B. Borrowers have requested, among other things, that Banks increase
the amount of the Credit Facility, extend the maturity date of the Credit
Facility, and modify certain covenants in the Credit Agreement. Banks have
agreed to so modify the Credit Facility and to amend the Credit Agreement and
other Loan Documents on the terms and subject to the conditions set forth in
this Agreement.
AGREEMENTS:
For good and valuable consideration, the receipt and sufficiency of
which are hereby acknowledged, Borrowers, Bank and Agent agree as follows:
SECTION 1. ACCURACY OF RECITALS.
The parties acknowledge the accuracy of the Recitals.

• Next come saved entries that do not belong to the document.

//! Rolling three-month windows over the ordered timeline.
//!
//! A window is three consecutive *months with data*: a calendar month without
//! records is absent from the count table, so a gap compresses the window
//! instead of shrinking it. Offsets come from cumulative counts and are checked
//! against a directly computed rolling sum before anything is written.

use crate::{
    collection_date::MonthKey,
    error::{ErrorCode, PipelineError},
};
use flu_months_protocol::CutPointRow;
use itertools::Itertools;
use std::path::Path;
use tracing::{debug, info};

pub const WINDOW_MONTHS: usize = 3;

#[derive(Debug, Clone, Copy, PartialEq, Eq)]
pub struct MonthCount {
    pub key: MonthKey,
    pub count: usize,
}

impl MonthCount {
    pub fn new(key: MonthKey, count: usize) -> Self {
        Self { key, count }
    }
}

/// Offsets `[low, high)` of one window in the ordered record sequence.
#[derive(Debug, Clone, Copy, PartialEq, Eq)]
pub struct CutPoint {
    pub label: MonthKey,
    pub low: usize,
    pub high: usize,
}

impl CutPoint {
    pub fn len(&self) -> usize {
        self.high.saturating_sub(self.low)
    }

    pub fn is_empty(&self) -> bool {
        self.len() == 0
    }
}

/// Counts per month, in calendar order. The keys must already be sorted.
pub fn month_counts(month_keys: &[MonthKey]) -> Result<Vec<MonthCount>, PipelineError> {
    let counts: Vec<MonthCount> = month_keys
        .iter()
        .dedup_with_count()
        .map(|(count, key)| MonthCount::new(*key, count))
        .collect();
    if let Some((a, b)) = counts
        .iter()
        .tuple_windows()
        .find(|(a, b): &(&MonthCount, &MonthCount)| a.key >= b.key)
    {
        return Err(PipelineError::new(
            ErrorCode::InvalidInput,
            format!("Month keys are not in calendar order: {} before {}", a.key, b.key),
        ));
    }
    Ok(counts)
}

/// Inclusive prefix sums of the month counts.
pub fn cumulative_counts(counts: &[MonthCount]) -> Vec<usize> {
    counts
        .iter()
        .scan(0usize, |total, mc| {
            *total += mc.count;
            Some(*total)
        })
        .collect()
}

/// Direct three-month sums; entry `j` belongs to month index `j + 2`.
pub fn rolling_sums(counts: &[MonthCount]) -> Vec<usize> {
    counts
        .windows(WINDOW_MONTHS)
        .map(|w| w.iter().map(|mc| mc.count).sum())
        .collect()
}

/// One cut point per month index `i >= 2`: `low = cumulative[i-3]` (or 0),
/// `high = cumulative[i]`.
pub fn cut_points_from_counts(counts: &[MonthCount]) -> Vec<CutPoint> {
    let cumulative = cumulative_counts(counts);
    (WINDOW_MONTHS - 1..counts.len())
        .map(|i| CutPoint {
            label: counts[i].key,
            low: if i >= WINDOW_MONTHS {
                cumulative[i - WINDOW_MONTHS]
            } else {
                0
            },
            high: cumulative[i],
        })
        .collect()
}

/// Fails with `ErrorCode::Integrity` unless every `high - low` equals the
/// matching rolling sum.
pub fn verify_cut_points(cut_points: &[CutPoint], rolling: &[usize]) -> Result<(), PipelineError> {
    if cut_points.len() != rolling.len() {
        return Err(PipelineError::new(
            ErrorCode::Integrity,
            format!(
                "The cut points are not at the correct indices: {} windows but {} rolling sums",
                cut_points.len(),
                rolling.len()
            ),
        ));
    }
    for (cp, expected) in cut_points.iter().zip(rolling) {
        let span = cp.high.checked_sub(cp.low);
        if span != Some(*expected) {
            return Err(PipelineError::new(
                ErrorCode::Integrity,
                format!(
                    "The cut points are not at the correct indices: window {} spans [{}, {}) but the rolling sum is {expected}",
                    cp.label, cp.low, cp.high
                ),
            ));
        }
    }
    Ok(())
}

#[derive(Debug, Clone, PartialEq, Eq)]
pub struct CutPointTable {
    counts: Vec<MonthCount>,
    cut_points: Vec<CutPoint>,
    rolling: Vec<usize>,
}

impl CutPointTable {
    /// Builds and verifies the windows for an ordered month-key sequence.
    pub fn generate(month_keys: &[MonthKey]) -> Result<Self, PipelineError> {
        let counts = month_counts(month_keys)?;
        let cut_points = cut_points_from_counts(&counts);
        let rolling = rolling_sums(&counts);
        verify_cut_points(&cut_points, &rolling)?;

        info!(
            months = counts.len(),
            windows = cut_points.len(),
            "generated cut points"
        );
        for (cp, sum) in cut_points.iter().zip(&rolling) {
            debug!(label = %cp.label, low = cp.low, high = cp.high, rolling3 = sum);
        }
        Ok(Self {
            counts,
            cut_points,
            rolling,
        })
    }

    pub fn counts(&self) -> &[MonthCount] {
        &self.counts
    }

    pub fn cut_points(&self) -> &[CutPoint] {
        &self.cut_points
    }

    pub fn rolling(&self) -> &[usize] {
        &self.rolling
    }

    pub fn rows(&self) -> Vec<CutPointRow> {
        self.cut_points
            .iter()
            .zip(&self.rolling)
            .map(|(cp, sum)| CutPointRow {
                label: cp.label.to_string(),
                low: cp.low,
                high: cp.high,
                rolling3: *sum,
            })
            .collect()
    }

    pub fn write_csv<P: AsRef<Path>>(&self, path: P) -> Result<(), PipelineError> {
        let mut writer = csv::Writer::from_path(path.as_ref())?;
        for row in self.rows() {
            writer.serialize(row)?;
        }
        writer.flush()?;
        Ok(())
    }
}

SECTION 2. MODIFICATION OF CREDIT AGREEMENT.
Effective as of the Effective Date (as hereafter defined), the Credit
Agreement shall be modified as follows:
2.1. The following definitions are hereby added to Article I of the
Credit Agreement, or modified in their entirety if currently set forth in
Article I:
"Aggregate Commitment" means the aggregate of the Commitments
of all Banks, as reduced from time to time pursuant to the terms
hereof. As of March 28, 1997, the Aggregate Commitment is
$175,000,000.00.
"Borrowers" means RICHMOND AMERICAN HOMES OF CALIFORNIA, INC.,
a Colorado corporation, RICHMOND AMERICAN HOMES OF MARYLAND, INC., a
Maryland corporation, RICHMOND AMERICAN HOMES OF NEVADA, INC., a
Colorado corporation, RICHMOND AMERICAN HOMES OF VIRGINIA, INC., a
Virginia corporation, RICHMOND AMERICAN HOMES OF ARIZONA, INC., a
Delaware corporation (formerly known as Richmond American Homes, Inc.),
RICHMOND AMERICAN HOMES OF COLORADO, INC., a Delaware corporation
(formerly known as Richmond Homes, Inc. I) and their successors and
assigns, and any Subsidiary that shall hereafter become a Borrower in
accordance with Section 11.4 hereof, and any successors and assigns of
any of the foregoing. "Borrower" means any one of the Borrowers.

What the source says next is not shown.